Closed shubhamgoel27 closed 1 year ago

shubhamgoel27 commented 1 year ago

I'm looking to train an image model without cropping the input's sides (either horizontally or vertically). But I noticed that in this CLIPImageProcessor class, the default_to_square parameter is hard-coded to False. Is there any way I can still modify this so that my input in not cropped as a result of the resize and center_crop combination of transforms?

sgugger commented 1 year ago

cc @amyeroberts

amyeroberts commented 1 year ago

Hi @shubhamgoel27,

default_to_square is used in get_size_dict in order to control the behaviour when converting old configuration values (int, tuples or lists) to the expected dictionary format for the size parameter. As such, it's tied to the image processor class and isn't meant to be modified.

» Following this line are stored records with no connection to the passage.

//! Common routes: health, readiness, version.

use crate::registry::ResourceStatus;
use crate::state::AppState;
use axum::{extract::State, http::StatusCode, routing::get, Json, Router};
use serde::Serialize;

#[derive(Serialize)]
struct HealthBody {
    status: &'static str,
}

#[derive(Serialize)]
struct ReadyBody {
    status: &'static str,
    resources: Vec<ResourceReport>,
}

#[derive(Serialize)]
struct ResourceReport {
    name: String,
    backend: &'static str,
    status: &'static str,
    #[serde(skip_serializing_if = "Option::is_none")]
    reason: Option<String>,
}

async fn health() -> Json<HealthBody> {
    Json(HealthBody { status: "ok" })
}

async fn ready(State(state): State<AppState>) -> (StatusCode, Json<ReadyBody>) {
    let mut healthy = true;
    let mut resources = Vec::with_capacity(state.registry.entries().len());
    for entry in state.registry.entries() {
        let (status, reason) = match (&entry.status, &entry.collection) {
            (ResourceStatus::Available, Some(collection)) => match collection.ping().await {
                Ok(()) => ("ok", None),
                Err(e) => ("unreachable", Some(e.to_string())),
            },
            (ResourceStatus::Unavailable(reason), _) => ("unavailable", Some(reason.clone())),
            (ResourceStatus::Available, None) => ("unavailable", None),
        };
        healthy &= status == "ok";
        resources.push(ResourceReport {
            name: entry.name.clone(),
            backend: entry.backend.as_str(),
            status,
            reason,
        });
    }
    if healthy {
        (StatusCode::OK, Json(ReadyBody { status: "ok", resources }))
    } else {
        (
            StatusCode::SERVICE_UNAVAILABLE,
            Json(ReadyBody {
                status: "degraded",
                resources,
            }),
        )
    }
}

async fn version() -> Json<serde_json::Value> {
    Json(serde_json::json!({
        "name": env!("CARGO_PKG_NAME"),
        "version": env!("CARGO_PKG_VERSION")
    }))
}

/// GET /health, GET /ready (per-resource status), GET /version, GET /info.
pub fn common_routes(state: AppState) -> Router {
    Router::new()
        .route("/health", get(health))
        .route("/ready", get(ready))
        .route("/version", get(version))
        .route("/info", get(version))
        .with_state(state)
}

If I've understood correctly, you'd like to use the CLIPImageProcessor, but not perform resizing or cropping of the images. For all image processors, all transformations can be turned on / off with the do_xxx flags either during instantiation or calling. To not resize or crop the input images:

from transformers import CLIPImageProcessor

image_processor = CLIPImageProcessor("openai/clip-vit-base-patch32")
inputs = image_processor(images=images, do_resize=False, do_center_crop=False)

Note: if do_resize=False and do_center_crop=False, then all the input images but be of the same (height, width) dimensions in order to create a batch.

shubhamgoel27 commented 1 year ago

Hey @amyeroberts ,

Thanks for the swift response.

My use-case is to not crop the image during the resize step, but still resize it to a smaller size (e.g. 224x244). So if the original image is 576x1024, the resize method would stretch/squeeze whichever dimension necessary and return a 224x224 image. But since the default_to_square parameter is hard-coded to False, I couldn't find a way to do so using the CLIPImageProcessor.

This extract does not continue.